Human error is a rich part of NFL history, but this factor is now lessened by instant replay. The problem with instant replay is it can stop the game and cool down athletes, making them more susceptible to injury.
While the NFL smartly seeks to improve their brand, sometimes the lure of cash detracts from actual achievement. Loads of fans today, many who no concept nor concern for history, think the game today is better than it has ever been.
The novice fan today wants the 45-42 final score over the 17-14 tally. Much like how the baseball fan of today has been conditioned to want home runs hit over no-hitters thrown, the football fans wants a ton of touchdowns made each Sunday.
The memories of greatness achieved, when football was truly a hard sport to play for everyone involved, of history fades further into the past as the modern player posts obscene statistics helped by rules. Statistics that dwarf predecessors who had to actually earn their accolades without being helped out by the league's front office nor rules to carry them further down the gridiron.

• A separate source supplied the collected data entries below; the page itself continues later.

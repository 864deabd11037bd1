use colored::Colorize;
use serde::{Deserialize, Serialize};
use std::time::{Duration, Instant};

use crate::common::scenario::{ScenarioCtx, ScenarioPlan, TestScenario};
use trolley_sim::SimulatorConfig;

#[derive(Debug, Clone, Serialize, Deserialize)]
pub struct ScenarioResult {
    pub scenario_name: String,
    pub passed: bool,
    pub iterations_run: usize,
    pub successful_iterations: usize,
    pub failures: Vec<String>,
    #[serde(with = "duration_serde")]
    pub average_duration: Duration,
    #[serde(with = "duration_vec_serde")]
    pub performance_data: Vec<Duration>,
}

impl ScenarioResult {
    /// Summarise per-iteration outcomes for one scenario.
    #[must_use]
    pub fn from_runs(
        scenario_name: impl Into<String>,
        iterations: usize,
        failures: Vec<String>,
        performance_data: Vec<Duration>,
    ) -> Self {
        let average_duration = if performance_data.is_empty() {
            Duration::ZERO
        } else {
            performance_data.iter().sum::<Duration>()
                / u32::try_from(performance_data.len()).unwrap_or(1)
        };
        Self {
            scenario_name: scenario_name.into(),
            passed: failures.is_empty(),
            iterations_run: iterations,
            successful_iterations: performance_data.len(),
            failures,
            average_duration,
            performance_data,
        }
    }
}

pub struct LogicTester {
    plan_override: Option<SimulatorConfig>,
    verbose: bool,
}

impl LogicTester {
    pub const fn new(verbose: bool) -> Self {
        Self {
            plan_override: None,
            verbose,
        }
    }

    /// Run every plan with `config` instead of its own.
    #[must_use]
    pub fn with_config(mut self, config: Option<SimulatorConfig>) -> Self {
        self.plan_override = config;
        self
    }

    pub fn run_scenario(&self, scenario: &TestScenario, iterations: usize) -> ScenarioResult {
        if self.verbose {
            println!(
                "🧪 Testing scenario: {} ({})",
                scenario.name.bright_white(),
                scenario.key
            );
        }

        let plan = match &self.plan_override {
            Some(config) => scenario.plan.clone().with_config(config.clone()),
            None => scenario.plan.clone(),
        };
        let (failures, performance_data) = self.run_iterations(&plan, iterations);
        ScenarioResult::from_runs(scenario.name, iterations, failures, performance_data)
    }

    fn run_iterations(
        &self,
        plan: &ScenarioPlan,
        iterations: usize,
    ) -> (Vec<String>, Vec<Duration>) {
        let mut failures = Vec::new();
        let mut performance_data = Vec::new();

        for i in 0..iterations {
            let start_time = Instant::now();
            match run_plan(plan, i) {
                Ok(history_len) => {
                    let duration = start_time.elapsed();
                    performance_data.push(duration);
                    if self.verbose {
                        println!(
                            "  ✅ Iteration {}/{} passed ({duration:?}) history:{history_len}",
                            i + 1,
                            iterations
                        );
                    }
                }
                Err(err) => {
                    let message = format!("{err:#}");
                    log::warn!("iteration {} failed: {message}", i + 1);
                    if self.verbose {
                        println!(
                            "  ❌ Iteration {}/{} failed: {}",
                            i + 1,
                            iterations,
                            message.clone().red()
                        );
                    }
                    failures.push(format!("Iteration {}: {message}", i + 1));
                }
            }
        }

        (failures, performance_data)
    }
}

/// Run every check of `plan` on a fresh context; returns the final history length.
fn run_plan(plan: &ScenarioPlan, iteration: usize) -> anyhow::Result<usize> {
    let mut ctx = ScenarioCtx::new(plan, iteration)?;
    for check in &plan.checks {
        check(&mut ctx)?;
    }
    Ok(ctx.simulator.history().len())
}

mod duration_serde {
    use serde::{Deserialize, Deserializer, Serialize, Serializer};
    use std::time::Duration;

    pub fn serialize<S>(duration: &Duration, serializer: S) -> Result<S::Ok, S::Error>
    where
        S: Serializer,
    {
        duration.as_millis().serialize(serializer)
    }

    pub fn deserialize<'de, D>(deserializer: D) -> Result<Duration, D::Error>
    where
        D: Deserializer<'de>,
    {
        let millis = u128::deserialize(deserializer)?;
        Ok(Duration::from_millis(u64::try_from(millis).unwrap_or(0)))
    }
}

mod duration_vec_serde {
    use serde::{Deserialize, Deserializer, Serialize, Serializer};
    use std::time::Duration;

    pub fn serialize<S>(durations: &[Duration], serializer: S) -> Result<S::Ok, S::Error>
    where
        S: Serializer,
    {
        let millis: Vec<u128> = durations.iter().map(Duration::as_millis).collect();
        millis.serialize(serializer)
    }

    pub fn deserialize<'de, D>(deserializer: D) -> Result<Vec<Duration>, D::Error>
    where
        D: Deserializer<'de>,
    {
        let millis_vec = Vec::<u128>::deserialize(deserializer)?;
        Ok(millis_vec
            .into_iter()
            .map(|m| Duration::from_millis(u64::try_from(m).unwrap_or(0)))
            .collect())
    }
}
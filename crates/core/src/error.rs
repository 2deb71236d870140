use thiserror::Error;

#[derive(Debug, Error)]
pub enum IngestError {
    #[error("io error: {0}")]
    Io(#[from] std::io::Error),

    #[error("pdf parse error: {0}")]
    PdfParse(String),

    #[error("csv error: {0}")]
    Csv(#[from] csv::Error),

    #[error("archive error: {0}")]
    Archive(#[from] zip::result::ZipError),

    #[error("spreadsheet error: {0}")]
    Spreadsheet(#[from] calamine::XlsxError),

    #[error("xml error: {0}")]
    Xml(#[from] quick_xml::Error),

    #[error("path has no file name: {0}")]
    MissingFileName(String),

    #[error("unsupported file format: {0}")]
    UnsupportedFormat(String),

    #[error("invalid chunking config: {0}")]
    InvalidChunkConfig(String),

    #[error("invalid argument: {0}")]
    InvalidArgument(String),
}

#[derive(Debug, Error)]
pub enum RagError {
    #[error("model unavailable: {0}")]
    ModelUnavailable(String),

    #[error("generation failed: {0}")]
    GenerationFailed(String),

    #[error("shape mismatch: {chunks} chunks but {vectors} vectors")]
    ShapeMismatch { chunks: usize, vectors: usize },

    #[error("vector dimension {actual} does not match collection dimension {expected}")]
    DimensionMismatch { expected: usize, actual: usize },

    #[error("storage unavailable: {0}")]
    StorageUnavailable(String),

    #[error("insert of batch {batch}/{batches} failed after {inserted} records: {source}")]
    BatchFailed {
        batch: usize,
        batches: usize,
        inserted: usize,
        #[source]
        source: Box<RagError>,
    },

    #[error("invalid argument: {0}")]
    InvalidArgument(String),

    #[error("serialize error: {0}")]
    Serialization(#[from] serde_json::Error),

    #[error("http error: {0}")]
    Http(#[from] reqwest::Error),

    #[error("url parse error: {0}")]
    Url(#[from] url::ParseError),

    #[error(transparent)]
    Ingest(#[from] IngestError),
}

impl RagError {
    /// Errors that signal a broken model or store rather than an unanswerable
    /// query. These must reach the caller instead of degrading to "no hits".
    pub fn is_structural(&self) -> bool {
        matches!(
            self,
            RagError::GenerationFailed(_)
                | RagError::StorageUnavailable(_)
                | RagError::BatchFailed { .. }
        )
    }
}

pub type Result<T, E = RagError> = std::result::Result<T, E>;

With Tagliabue's student, Roger Goodell, now at the helm, it will get worse before it gets better for football purists. Purists who now basically have the defense sitting on the sideline with them as the offense runs their plays unabated.
Whether the 1978 rules changes helped the NFL or not is subject for debate. The modern fan will point to the cash now raked in without realizing this league has been pulling big gates in for years no matter what the dollar is actually worth. The Rams still hold attendance records set during that era Rozelle oversaw.
The fickle fair-weathered fan of today may be content with the pandering of the offense because it results in more scoring, but the idea of bring back even the 10-yard chuck rule could show them players actually earning their accolades while being fairly defended.
But fairness left the NFL long ago. The importance of cash overrides actual competitive play now. It just furthers the saying, "This isn't your fathers NFL". It's yours now. Good luck.